● **Task details**
Which lines of the records below contain the word "sbatch"? Show each one.
- - - -
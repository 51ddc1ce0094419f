use clap::{Args, Parser, Subcommand};
use cluster_futures::{
    builtin::{self, ShellTask},
    config::ExecutorConfig,
    executor::ClusterExecutor,
    logging::init_logging,
    map::{map, MapOptions},
    remote::{worker_main, WorkerArgs},
};
use std::{path::PathBuf, process::ExitCode, time::Duration};
use tracing::{error, info, warn};
use tracing_unwrap::ResultExt;

#[derive(Parser, Debug)]
#[command(author, version, about = "Run shell commands as cluster jobs")]
struct Cli {
    /// Log at debug level unless CFUT_LOG says otherwise
    #[arg(long, global = true)]
    debug: bool,
    #[command(subcommand)]
    command: Command,
}

#[derive(Subcommand, Debug)]
enum Command {
    /// Run the task of a single worker id, started by the cluster scheduler
    Worker(WorkerArgs),
    /// Submit every command line as a job and print the output of each
    Run(RunArgs),
}

#[derive(Args, Debug)]
struct RunArgs {
    /// Executor configuration (YAML)
    #[arg(long)]
    config: PathBuf,
    /// Print results as soon as they are ready instead of in the given order
    #[arg(long)]
    unordered: bool,
    /// Give up on a job after this many seconds
    #[arg(long)]
    timeout: Option<u64>,
    /// Command lines, each one becomes a job
    #[arg(last = true, required = true)]
    commands: Vec<String>,
}

fn main() -> ExitCode {
    let cli = Cli::parse();

    match cli.command {
        Command::Worker(args) => {
            init_logging(cli.debug);

            let registry = builtin::registry().unwrap_or_log();
            worker_main(&registry, args).unwrap_or_log();

            ExitCode::SUCCESS
        }
        Command::Run(args) => run(cli.debug, args),
    }
}

fn run(debug: bool, args: RunArgs) -> ExitCode {
    let config = ExecutorConfig::load(&args.config);
    init_logging(debug || config.as_ref().map_or(false, |config| config.debug));

    let executor = ClusterExecutor::new(config.unwrap_or_log()).unwrap_or_log();
    let options = MapOptions {
        ordered: !args.unordered,
        timeout: args.timeout.map(Duration::from_secs),
    };
    info!(jobs = args.commands.len(), "Submitting commands");

    let results = map(
        &executor,
        args.commands.into_iter().map(ShellTask::new),
        options,
    )
    .unwrap_or_log();

    let mut success = true;
    for result in results {
        match result {
            Ok(output) => {
                print!("{}", output.stdout);

                if output.code != 0 {
                    warn!(code = output.code, stderr = %output.stderr, "Command failed");
                    success = false;
                }
            }
            Err(error) => {
                error!(error = %error, "Job failed");
                success = false;
            }
        }
    }

    // remaining jobs were already submitted, wait for them so their files are cleaned up
    executor.shutdown(true).unwrap_or_log();

    if success {
        ExitCode::SUCCESS
    } else {
        ExitCode::FAILURE
    }
}
#![allow(dead_code)]

use cluster_futures::{
    config::{BackendConfig, CondorConfig, ExecutorConfig, SlurmConfig},
    Task, TaskFailure, TaskRegistry,
};
use serde::{Deserialize, Serialize};
use std::{
    fs,
    path::{Path, PathBuf},
    sync::Once,
    time::Duration,
};
use tempfile::TempDir;
use tracing_subscriber::{fmt, EnvFilter};

pub const TIMEOUT: Duration = Duration::from_secs(5);

static INIT: Once = Once::new();

/// Capture logs per test, shown for failing tests only
pub fn init_tracing() {
    INIT.call_once(|| {
        let filter = EnvFilter::try_from_env("CFUT_LOG").unwrap_or_else(|_| EnvFilter::new("debug"));

        fmt().with_env_filter(filter).with_test_writer().init();
    });
}

#[derive(Debug, Serialize, Deserialize)]
pub struct Square(pub i64);

impl Task for Square {
    const NAME: &'static str = "test.square";
    type Output = i64;

    fn run(self) -> Result<i64, TaskFailure> {
        Ok(self.0 * self.0)
    }
}

#[derive(Debug, Serialize, Deserialize)]
pub struct Fail {
    pub message: String,
}

impl Task for Fail {
    const NAME: &'static str = "test.fail";
    type Output = ();

    fn run(self) -> Result<(), TaskFailure> {
        Err(self.message.into())
    }
}

pub fn registry() -> TaskRegistry {
    let mut registry = TaskRegistry::new();
    registry.register::<Square>().unwrap();
    registry.register::<Fail>().unwrap();
    registry
}

/// Temporary directory holding mock scheduler tools and the executor's working directory
pub struct MockCluster {
    dir: TempDir,
}

impl MockCluster {
    pub fn new() -> Self {
        init_tracing();

        Self {
            dir: tempfile::tempdir().unwrap(),
        }
    }

    pub fn path(&self) -> &Path {
        self.dir.path()
    }

    pub fn file(&self, name: &str) -> PathBuf {
        self.dir.path().join(name)
    }

    /// Write a mock tool, the returned command line runs it through `sh`
    pub fn tool(&self, name: &str, body: &str) -> String {
        let path = self.file(name);
        fs::write(&path, format!("#!/bin/sh\n{body}\n")).unwrap();

        format!("sh {}", path.display())
    }

    /// Body printing `<prefix><n><suffix>` with `n` counting up from 0, safe to run
    /// concurrently
    pub fn counter(&self, prefix: &str, suffix: &str) -> String {
        let counter = self.file("counter");
        let lock = self.file("counter.lock");

        format!(
            "until mkdir {lock} 2>/dev/null; do sleep 0.01; done\n\
             n=$(cat {counter} 2>/dev/null || echo 0)\n\
             echo $((n + 1)) > {counter}\n\
             rmdir {lock}\n\
             echo \"{prefix}$n{suffix}\"",
            counter = counter.display(),
            lock = lock.display()
        )
    }

    /// squeue reporting every queried job in the state stored in the file `state`
    pub fn squeue(&self) -> String {
        self.set_state("RUNNING");

        self.tool(
            "squeue",
            &format!(
                "state=$(cat {})\nfor arg; do jobs=$arg; done\necho $jobs | tr ',' '\\n' | sed \"s/$/ $state/\"",
                self.file("state").display()
            ),
        )
    }

    pub fn set_state(&self, state: &str) {
        fs::write(self.file("state"), state).unwrap();
    }

    fn config(&self, backend: BackendConfig) -> ExecutorConfig {
        let mut config = ExecutorConfig::new(backend);
        config.base_dir = self.file("cfut");
        config.poll_interval_ms = 10;
        config.command_timeout_ms = Some(5_000);
        config
    }

    pub fn slurm(&self, sbatch: String, squeue: String) -> ExecutorConfig {
        self.config(BackendConfig::Slurm(SlurmConfig {
            sbatch,
            squeue,
            status_interval_ms: 20,
            ..SlurmConfig::default()
        }))
    }

    pub fn condor(&self, submit: String) -> ExecutorConfig {
        self.config(BackendConfig::Condor(CondorConfig {
            submit,
            ..CondorConfig::default()
        }))
    }

    /// Marker files left in the working directory
    pub fn leftovers(&self) -> Vec<String> {
        let mut names: Vec<String> = fs::read_dir(self.file("cfut"))
            .unwrap()
            .map(|entry| entry.unwrap().file_name().to_string_lossy().into_owned())
            .collect();
        names.sort();
        names
    }
}
pub mod condor;
pub mod slurm;

use crate::{
    config::{BackendConfig, ExecutorConfig, WorkerConfig},
    handshake::{WorkerId, Workdir},
    shell::{Shell, ShellError},
    wait::WaitStrategy,
};
use serde::{Deserialize, Serialize};
use std::{fmt, io, path::PathBuf};
use thiserror::Error;

#[derive(Debug, Clone, Copy, PartialEq, Eq, Hash, PartialOrd, Ord, Serialize, Deserialize)]
/// Scheduler assigned id of a submitted job, the cluster id for Condor and the job id for Slurm
pub struct JobHandle(pub u64);

impl fmt::Display for JobHandle {
    fn fmt(&self, f: &mut fmt::Formatter<'_>) -> fmt::Result {
        write!(f, "{}", self.0)
    }
}

#[derive(Debug, Error)]
pub enum BackendError {
    #[error("Scheduler command failed: {0}")]
    Shell(#[from] ShellError),
    #[error("Failed to understand the scheduler reply {0:?}")]
    MalformedReply(String),
    #[error("Failed to manage scheduler files: {0}")]
    Io(#[from] io::Error),
}

/// Command line a cluster node runs to start a remote worker
#[derive(Debug, Clone, PartialEq, Eq)]
pub struct WorkerCommand {
    pub program: PathBuf,
    pub args: Vec<String>,
}

impl WorkerCommand {
    /// Resolve the configured worker, falling back to `<current executable> worker`
    pub fn resolve(config: &WorkerConfig) -> io::Result<Self> {
        match &config.program {
            Some(program) => Ok(Self {
                program: program.clone(),
                args: config.args.clone(),
            }),
            None => Ok(Self {
                program: std::env::current_exe()?,
                args: vec!["worker".to_owned()],
            }),
        }
    }

    /// Arguments for running the worker `worker` against `workdir`
    pub fn arguments(
        &self,
        worker: &WorkerId,
        workdir: &Workdir,
        search_paths: &[String],
    ) -> Vec<String> {
        let mut arguments = self.args.clone();

        arguments.push(worker.to_string());
        arguments.push("--base-dir".to_owned());
        arguments.push(workdir.base().to_string_lossy().into_owned());

        for path in search_paths {
            arguments.push("--search-path".to_owned());
            arguments.push(path.clone());
        }

        arguments
    }
}

/// Capability interface of a cluster scheduler
pub trait Backend {
    /// Submit a job running the remote worker for `worker`, `setup_lines` replaces the
    /// configured setup for this job only
    fn start(
        &self,
        worker: &WorkerId,
        setup_lines: Option<&[String]>,
    ) -> Result<JobHandle, BackendError>;

    /// Remove scheduler artifacts of a finished job
    fn cleanup(&self, job: JobHandle) -> Result<(), BackendError>;

    /// Backend specific completion detection, polled after the marker file check
    fn strategies(&self) -> Vec<Box<dyn WaitStrategy>>;

    /// Remove artifacts shared by all jobs of an executor
    fn shutdown(&self) -> Result<(), BackendError> {
        Ok(())
    }
}

#[derive(Debug)]
/// All supported schedulers, selected by `ExecutorConfig::backend`
/// (kept as an enum to avoid boxing the backend of every executor)
pub enum Backends {
    Condor(condor::CondorBackend),
    Slurm(slurm::SlurmBackend),
}

impl Backends {
    pub fn load(
        config: &ExecutorConfig,
        workdir: Workdir,
        shell: Shell,
    ) -> Result<Self, BackendError> {
        let worker = WorkerCommand::resolve(&config.worker)?;

        Ok(match &config.backend {
            BackendConfig::Condor(condor) => Self::Condor(condor::CondorBackend::load(
                condor,
                workdir,
                shell,
                worker,
                config.keep_logs,
            )),
            BackendConfig::Slurm(slurm) => Self::Slurm(slurm::SlurmBackend::load(
                slurm,
                config.poll_interval(),
                workdir,
                shell,
                worker,
                config.keep_logs,
            )),
        })
    }

    pub fn name(&self) -> &'static str {
        match self {
            Self::Condor(_) => "condor",
            Self::Slurm(_) => "slurm",
        }
    }

    pub fn as_condor(&self) -> Option<&condor::CondorBackend> {
        match self {
            Self::Condor(backend) => Some(backend),
            _ => None,
        }
    }
}

impl Backend for Backends {
    fn start(
        &self,
        worker: &WorkerId,
        setup_lines: Option<&[String]>,
    ) -> Result<JobHandle, BackendError> {
        match self {
            Self::Condor(backend) => backend.start(worker, setup_lines),
            Self::Slurm(backend) => backend.start(worker, setup_lines),
        }
    }

    fn cleanup(&self, job: JobHandle) -> Result<(), BackendError> {
        match self {
            Self::Condor(backend) => backend.cleanup(job),
            Self::Slurm(backend) => backend.cleanup(job),
        }
    }

    fn strategies(&self) -> Vec<Box<dyn WaitStrategy>> {
        match self {
            Self::Condor(backend) => backend.strategies(),
            Self::Slurm(backend) => backend.strategies(),
        }
    }

    fn shutdown(&self) -> Result<(), BackendError> {
        match self {
            Self::Condor(backend) => backend.shutdown(),
            Self::Slurm(backend) => backend.shutdown(),
        }
    }
}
- - - -
● **Answer box**
    pub fn slurm(&self, sbatch: String, squeue: String) -> ExecutorConfig {
            sbatch,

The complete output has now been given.